Tuhon Ray Dionaldo proudly announces his first book which is titled:

*Filipino Combat Systems: An Introduction to an Ancient Art for Modern Times
by Mark Edward Cody, Ray Dionaldo​*
The book can be purchased online Amazon or via through Tuhon Ray's website: www.fcskali.com.

Best regards,

Harold Evans
NC FCS-Kali State Regional Representative for
Tuhon Ray Dionaldo, Founder of FCS-Kali


----------



## dearnis.com (Mar 15, 2005)

Can you give us a preview of what's covered?

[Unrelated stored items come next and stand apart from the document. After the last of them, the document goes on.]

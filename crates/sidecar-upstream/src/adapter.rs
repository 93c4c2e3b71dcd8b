use async_trait::async_trait;

use crate::error::UpstreamError;

/// The upstream node contract (§6 "Upstream adapter contract"): fetches raw,
/// undecoded bytes from a blockchain node. Decoding is [`crate::Parser`]'s job.
#[async_trait]
pub trait BlockchainAdapter: Send + Sync + 'static {
    async fn get_block_count(&self) -> Result<u64, UpstreamError>;
    async fn get_block_by_height(&self, height: u64) -> Result<Vec<u8>, UpstreamError>;
    async fn get_block_by_hash(&self, hash: &str) -> Result<Vec<u8>, UpstreamError>;
    async fn get_transaction(&self, hash: &str) -> Result<Vec<u8>, UpstreamError>;
}
use thiserror::Error;

/// Errors the cache middleware can produce. Store failures never surface
/// here on the read path — see §4.2's "no negative caching, writes never
/// block" guarantee — only a request missing its [`crate::CacheKey`]
/// extension, or the wrapped handler's own error, is fatal.
#[derive(Debug, Error)]
pub enum CacheError<E> {
    #[error("request is missing a cache key")]
    MissingCacheKey,

    #[error(transparent)]
    Inner(E),
}
#[cfg(test)]
mod tests {
    use super::*;
    use axum::body::Body;
    use axum::http::Request as HttpRequest;
    use sidecar_kvstore::InMemoryKvStore;
    use tower::ServiceExt as _;

    use crate::config::SidecarConfig;
    use crate::upstream_http::{HttpAdapter, PassthroughParser};

    fn test_state() -> AppState<InMemoryKvStore> {
        let config = SidecarConfig {
            node_blockchain: "ethereum".to_string(),
            node_url: "http://127.0.0.1:0".to_string(),
            node_token: "test".to_string(),
            redis_host: "localhost".to_string(),
            limit_default: 10_000,
            limit_interval: 86_400,
            environment: "test".to_string(),
            sidecar_token: Some("shared-secret".to_string()),
            sidecar_urls: String::new(),
            sidecar_limit_sync_interval: 1_000,
            sentry_dsn: None,
        };
        let store = InMemoryKvStore::new();
        let adapter = HttpAdapter::new(&config.node_url, &config.node_token);
        let parser = PassthroughParser::new(&config.blockchain_id());
        AppState::new(&config, store, adapter, parser)
    }

    fn router() -> Router {
        build_router(test_state())
    }

    /// Routes that extract `ConnectInfo<SocketAddr>` need it on the request's
    /// extensions; normally `into_make_service_with_connect_info` inserts it,
    /// but a bare `oneshot` call bypasses that, so tests insert it directly.
    fn request_with_peer(method: &str, uri: &str, body: Body) -> HttpRequest<Body> {
        let mut req = HttpRequest::builder().method(method).uri(uri).body(body).unwrap();
        req.extensions_mut()
            .insert(ConnectInfo(SocketAddr::from(([203, 0, 113, 9], 54321))));
        req
    }

    #[tokio::test]
    async fn root_redirects_to_v1() {
        let response = router()
            .oneshot(HttpRequest::builder().uri("/").body(Body::empty()).unwrap())
            .await
            .unwrap();
        assert_eq!(response.status(), StatusCode::TEMPORARY_REDIRECT);
        assert_eq!(response.headers().get("location").unwrap(), "/v1.0/");
    }

    #[tokio::test]
    async fn endpoints_listing_is_ok() {
        let response = router()
            .oneshot(HttpRequest::builder().uri("/v1.0/").body(Body::empty()).unwrap())
            .await
            .unwrap();
        assert_eq!(response.status(), StatusCode::OK);
    }

    #[tokio::test]
    async fn tokens_route_needs_no_auth_or_quota() {
        let response = router()
            .oneshot(HttpRequest::builder().uri("/v1.0/tokens").body(Body::empty()).unwrap())
            .await
            .unwrap();
        assert_eq!(response.status(), StatusCode::OK);
    }

    #[tokio::test]
    async fn status_route_reflects_upstream_failure_as_503() {
        // The test adapter points at a closed port, so the upstream call fails
        // and `/v1.0/status` must report unhealthy rather than panicking.
        let response = router()
            .oneshot(HttpRequest::builder().uri("/v1.0/status").body(Body::empty()).unwrap())
            .await
            .unwrap();
        assert_eq!(response.status(), StatusCode::SERVICE_UNAVAILABLE);
    }

    #[tokio::test]
    async fn block_latest_route_requires_connect_info_and_surfaces_upstream_failure() {
        let response = router()
            .oneshot(request_with_peer("GET", "/v1.0/blocks/latest", Body::empty()))
            .await
            .unwrap();
        assert_eq!(response.status(), StatusCode::SERVICE_UNAVAILABLE);
    }

    #[tokio::test]
    async fn limit_route_rejects_missing_bearer_token() {
        let body = serde_json::to_vec(&Limit { key: "k".to_string(), value: 1, ttl: 60 }).unwrap();
        let response = router()
            .oneshot(
                HttpRequest::builder()
                    .method("POST")
                    .uri("/limit")
                    .header("content-type", "application/json")
                    .body(Body::from(body))
                    .unwrap(),
            )
            .await
            .unwrap();
        assert_eq!(response.status(), StatusCode::UNAUTHORIZED);
    }

    #[tokio::test]
    async fn limit_route_accepts_matching_bearer_token() {
        let body = serde_json::to_vec(&Limit {
            key: "ethereum/limits/ip/203.0.113.9".to_string(),
            value: 5,
            ttl: 60,
        })
        .unwrap();
        let response = router()
            .oneshot(
                HttpRequest::builder()
                    .method("POST")
                    .uri("/limit")
                    .header("content-type", "application/json")
                    .header("authorization", "Bearer shared-secret")
                    .body(Body::from(body))
                    .unwrap(),
            )
            .await
            .unwrap();
        assert_eq!(response.status(), StatusCode::OK);
    }

    #[tokio::test]
    async fn block_route_dispatches_height_vs_hash_on_the_same_path() {
        // Both requests hit the same `/v1.0/blocks/:id` route; only the
        // upstream call (which fails without a live node) differs by whether
        // `id` parsed as an integer, so both surface as 503 here rather than
        // the router rejecting either form.
        for id in ["42", "0xabc123"] {
            let response = router()
                .oneshot(request_with_peer("GET", &format!("/v1.0/blocks/{id}"), Body::empty()))
                .await
                .unwrap();
            assert_eq!(response.status(), StatusCode::SERVICE_UNAVAILABLE, "id={id}");
        }
    }
}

It should be one well worth having!!!


----------



## dearnis.com (Mar 30, 2005)

OK; my copy arrived today courtesy of Amazon.  I'll post some thoughts in a few days, and a more thought out review when appropriate.


----------



## Guro Harold (Mar 30, 2005)

dearnis.com said:
			
		

> OK; my copy arrived today courtesy of Amazon.  I'll post some thoughts in a few days, and a more thought out review when appropriate.


Cool, Chad!

You got your book before I got mine.

Later,

Harold


----------



## dearnis.com (Mar 31, 2005)

HA!  Its good to be me.
 :ultracool


----------



## Dan Anderson (Mar 31, 2005)

Harold,

Fire off a congrats to Ray for me.

Yours,
Dan Anderson


----------



## dearnis.com (Apr 9, 2005)

OK; more comment than review (too busy to get through the whole book yet...)
Disclaimers: I am not a student of FCS, but I do train in Sayoc Kali where Tuhon Ray is my senior.  In addition, I have trained in several of the other systems comprising FCS...so I may be biased.

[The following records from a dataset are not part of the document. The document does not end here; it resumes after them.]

//! Process-wide shared state (§3 "Ownership & lifecycle"): everything here
//! is built once at startup and is read-only thereafter, except for the
//! [`sidecar_core::TaskSupervisor`]'s own internal bookkeeping. Axum clones
//! this struct into every handler, so every field is cheap to clone — KV
//! store handles, `Arc`-backed config, and layers that hold only `Arc`s and
//! cloneable inner services.

use std::sync::Arc;

use sidecar_auth::AuthResolver;
use sidecar_cache::{CacheConfigBuilder, ResponseCacheLayer};
use sidecar_core::TaskSupervisor;
use sidecar_kvstore::KvStore;
use sidecar_peersync::Broadcaster;
use sidecar_ratelimiter::{RateLimiterConfigBuilder, RateLimiterLayer};
use sidecar_upstream::{BlockchainId, Operations};

use crate::config::SidecarConfig;
use crate::upstream_http::{HttpAdapter, PassthroughParser};

pub type AppOperations = Operations<HttpAdapter, PassthroughParser>;

#[derive(Clone)]
pub struct AppState<K: KvStore> {
    pub store: K,
    pub tasks: TaskSupervisor,
    pub auth: AuthResolver<K>,
    pub rate_limiter: RateLimiterLayer<K>,
    pub cache: ResponseCacheLayer<K>,
    pub ops: AppOperations,
    pub blockchain: BlockchainId,
    pub sidecar_token: Option<String>,
}

impl<K: KvStore> AppState<K> {
    /// Wires every middleware crate's config/layer against one blockchain's
    /// namespace (§6 "KV key layout"), and wires the rate limiter's sync
    /// boundary callback (§4.3) to submit an outbound peer broadcast through
    /// the shared [`TaskSupervisor`] rather than awaiting it on the request
    /// path.
    pub fn new(config: &SidecarConfig, store: K, adapter: HttpAdapter, parser: PassthroughParser) -> Self {
        let tasks = TaskSupervisor::new();
        let blockchain = config.blockchain_id();

        let auth = AuthResolver::new(store.clone(), config.api_key_hash(), sidecar_auth::Quota::finite(config.limit_default as f64));

        let peer_urls = config.peer_urls();
        let broadcaster = Broadcaster::new(
            store.clone(),
            peer_urls,
            config.sidecar_token.clone().unwrap_or_default(),
            config.sidecar_limit_sync_interval as i64,
        );

        let rate_limiter_config = RateLimiterConfigBuilder::new(config.limits_prefix())
            .interval(config.limit_interval())
            .sync_interval(config.sidecar_limit_sync_interval)
            .build();

        let sync_tasks = tasks.clone();
        let rate_limiter = RateLimiterLayer::new(store.clone(), tasks.clone(), rate_limiter_config).with_sync_callback(
            move |key, _count| {
                let broadcaster = broadcaster.clone();
                sync_tasks.submit(async move {
                    broadcaster.broadcast(key).await;
                });
            },
        );

        let cache_config = CacheConfigBuilder::new(config.cache_prefix()).build();
        let cache = ResponseCacheLayer::new(store.clone(), tasks.clone(), cache_config);

        let ops = Operations::new(Arc::new(adapter), Arc::new(parser));

        Self {
            store,
            tasks,
            auth,
            rate_limiter,
            cache,
            ops,
            blockchain,
            sidecar_token: config.sidecar_token.clone(),
        }
    }
}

I have had several opportunities to train w/ Tuhon Ray (hereafter TR, not to be confused with Teddy Roosevelt).  After about 54 seconds on the mat you realize  1) this guy is smooth and fluid  2) lot of skill there  3) if he doesn't have a slower speed I will have a devil of a time getting this material.  
Later you realize just how many different places TR is drawing from; for me he makes a very logical bridge from Modern Arnis into Sayoc Kali; both flavors are there if you make the connections.  The real strength of the new book is a detailed _conceptual_ discussion of where the different theories and arts fit together to make a coherent whole.  The reader gets a tremendous overview of how one synthesizes a lot of material into a viable final product.
There is some technique presentation as well, mostly as examples.  The problem, and we all know this, is that sophisticated technique can not be taught in a book.  What I did find very helpful was the discovery that some of the exemplar techniques were the same as moves TR taught in last weekend's DC area seminar....a great bonus that is helping with retention and absorbtion.

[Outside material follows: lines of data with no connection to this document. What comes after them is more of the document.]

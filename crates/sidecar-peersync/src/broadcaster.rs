//! Outbound fan-out to peer sidecars (§4.4 PeerSync, outbound side).

use std::sync::Arc;
use std::time::Duration;

use sidecar_kvstore::KvStore;

use crate::model::Limit;

/// Broadcasts local counter crossings to every configured peer sidecar.
///
/// Constructed once at startup and cloned into the rate limiter's sync
/// callback. A failed POST to one peer is logged and does not affect
/// delivery to the others — peer-sync is best-effort gossip, not a
/// consensus protocol.
#[derive(Clone)]
pub struct Broadcaster<K> {
    store: K,
    client: reqwest::Client,
    peer_urls: Arc<Vec<String>>,
    sidecar_token: Arc<str>,
    sync_value: i64,
}

impl<K: KvStore> Broadcaster<K> {
    pub fn new(store: K, peer_urls: Vec<String>, sidecar_token: impl Into<Arc<str>>, sync_value: i64) -> Self {
        let client = reqwest::Client::builder()
            .timeout(Duration::from_secs(5))
            .build()
            .unwrap_or_default();

        Self {
            store,
            client,
            peer_urls: Arc::new(peer_urls),
            sidecar_token: sidecar_token.into(),
            sync_value,
        }
    }

    /// Reads `key`'s current TTL and POSTs the resulting [`Limit`] message to
    /// every peer. Intended to run inside [`sidecar_core::TaskSupervisor`],
    /// off the request path.
    pub async fn broadcast(&self, key: String) {
        let ttl = match self.store.ttl(&key).await {
            Ok(ttl) => ttl,
            Err(_err) => {
                #[cfg(feature = "tracing")]
                tracing::warn!(key = %key, error = %_err, "peer-sync broadcast: could not read local ttl");
                return;
            }
        };

        let limit = Limit {
            key,
            value: self.sync_value,
            ttl,
        };

        for peer_url in self.peer_urls.iter() {
            self.post_one(peer_url, &limit).await;
        }
    }

    async fn post_one(&self, peer_url: &str, limit: &Limit) {
        let url = format!("{peer_url}/limit");

        #[cfg(feature = "tracing")]
        tracing::debug!(peer = %peer_url, key = %limit.key, value = limit.value, ttl = limit.ttl, "peer-sync broadcast payload");

        let result = self
            .client
            .post(&url)
            .bearer_auth(&*self.sidecar_token)
            .json(limit)
            .send()
            .await;

        match result {
            Ok(response) if response.status().is_success() => {
                #[cfg(feature = "tracing")]
                {
                    let status = response.status();
                    let body = response.text().await.unwrap_or_default();
                    tracing::debug!(peer = %peer_url, %status, %body, "peer-sync broadcast response");
                }
            }
            Ok(_response) => {
                #[cfg(feature = "tracing")]
                tracing::warn!(peer = %peer_url, status = %_response.status(), "peer-sync broadcast rejected");
            }
            Err(_err) => {
                #[cfg(feature = "tracing")]
                tracing::warn!(peer = %peer_url, error = %_err, "peer-sync broadcast failed");
            }
        }
    }
}

#[cfg(test)]
mod tests {
    use super::*;
    use sidecar_kvstore::InMemoryKvStore;

    #[tokio::test]
    async fn broadcast_with_no_peers_is_a_no_op() {
        let store = InMemoryKvStore::new();
        store.set_ex("k", b"1", Duration::from_secs(60)).await.unwrap();

        let broadcaster = Broadcaster::new(store, Vec::new(), "token", 1_000);
        broadcaster.broadcast("k".to_string()).await;
    }
}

The short conclusion- there are relatively few books on FMA anyway, and if, as a serious practitioner, you buy more than the one or two by your own instructor you probably buy them all anyway (yes, I'm guilty).  The difference here is you won't go " mmm, another nice history book" when you get it.  TR has written a good solid overview of the FCS system which is essential, I think, for those in that system (or who otherwise study with TR, even at intermittent seminars).  For other FMA players...still well worth having; you will learn some things and enjoy the final product.


----------



## Guro Harold (May 4, 2005)

dearnis.com said:
			
		

> HA!  Its good to be me.
> :ultracool


HA! I finally got my book last week.  Look forward to reading it!


----------



## FighterTwister (Sep 8, 2017)

*Filipino Combat Systems: An Introduction to an Ancient Art for Modern Times
by Mark Edward Cody, Ray Dionaldo

LINK:- * https://www.amazon.com/Filipino-Combat-Systems-Introduction-Ancient/dp/1420823337#reader_1420823337

That' a good book the one that I have in my library collection is not bad either here's the link:-  https://www.amazon.com/Filipino-Martial-Arts-Cabales-Serrada/dp/0804819130

A good read for study purposes.


----------



## taistrong (Mar 4, 2018)

Hello, I have been looking all over this in Philippine bookstores. Yet it doesn't seem to be available. Is this only an online copy?


----------